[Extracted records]
<<<<

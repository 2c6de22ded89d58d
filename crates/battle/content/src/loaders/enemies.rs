//! Enemy template loader.

use std::path::Path;

use battle_core::{BattleConfig, EnemyTemplate};
use serde::{Deserialize, Serialize};

use crate::loaders::{LoadResult, read_file};

/// Enemy table structure for RON files. Row `n` is enemy id `n + 1`.
#[derive(Debug, Clone, Serialize, Deserialize)]
pub struct EnemyCatalog {
    pub enemies: Vec<EnemyTemplate>,
}

/// Loader for enemy templates from RON files.
pub struct EnemyLoader;

impl EnemyLoader {
    /// Load enemy templates from a RON file.
    ///
    /// Ratings above the maximum are rejected rather than clamped so that
    /// typos in data files surface at load time.
    pub fn load(path: &Path) -> LoadResult<Vec<EnemyTemplate>> {
        let content = read_file(path)?;
        Self::parse(&content)
    }

    pub fn parse(content: &str) -> LoadResult<Vec<EnemyTemplate>> {
        let catalog: EnemyCatalog = ron::from_str(content)
            .map_err(|e| anyhow::anyhow!("Failed to parse enemy catalog RON: {}", e))?;

        for enemy in &catalog.enemies {
            if let Some(action) = enemy
                .actions
                .iter()
                .find(|action| action.rating > BattleConfig::MAX_ACTION_RATING)
            {
                anyhow::bail!(
                    "Enemy '{}' has action {:?} rated {} (maximum {})",
                    enemy.name,
                    action.kind,
                    action.rating,
                    BattleConfig::MAX_ACTION_RATING
                );
            }
        }

        Ok(catalog.enemies)
    }
}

>>>>

◆ What you have to do ◆
Above are the entries; give them back verbatim.

◆ Completed task ◆
repository 2c6de22ded89d58d
filename crates/battle/content/src/loaders/enemies.rs
//! Enemy template loader.

use std::path::Path;

use battle_core::{BattleConfig, EnemyTemplate};
use serde::{Deserialize, Serialize};

use crate::loaders::{LoadResult, read_file};

/// Enemy table structure for RON files. Row `n` is enemy id `n + 1`.
#[derive(Debug, Clone, Serialize, Deserialize)]
pub struct EnemyCatalog {
    pub enemies: Vec<EnemyTemplate>,
}

/// Loader for enemy templates from RON files.
pub struct EnemyLoader;

impl EnemyLoader {
    /// Load enemy templates from a RON file.
    ///
    /// Ratings above the maximum are rejected rather than clamped so that
    /// typos in data files surface at load time.
    pub fn load(path: &Path) -> LoadResult<Vec<EnemyTemplate>> {
        let content = read_file(path)?;
        Self::parse(&content)
    }

    pub fn parse(content: &str) -> LoadResult<Vec<EnemyTemplate>> {
        let catalog: EnemyCatalog = ron::from_str(content)
            .map_err(|e| anyhow::anyhow!("Failed to parse enemy catalog RON: {}", e))?;

        for enemy in &catalog.enemies {
            if let Some(action) = enemy
                .actions
                .iter()
                .find(|action| action.rating > BattleConfig::MAX_ACTION_RATING)
            {
                anyhow::bail!(
                    "Enemy '{}' has action {:?} rated {} (maximum {})",
                    enemy.name,
                    action.kind,
                    action.rating,
                    BattleConfig::MAX_ACTION_RATING
                );
            }
        }

        Ok(catalog.enemies)
    }
}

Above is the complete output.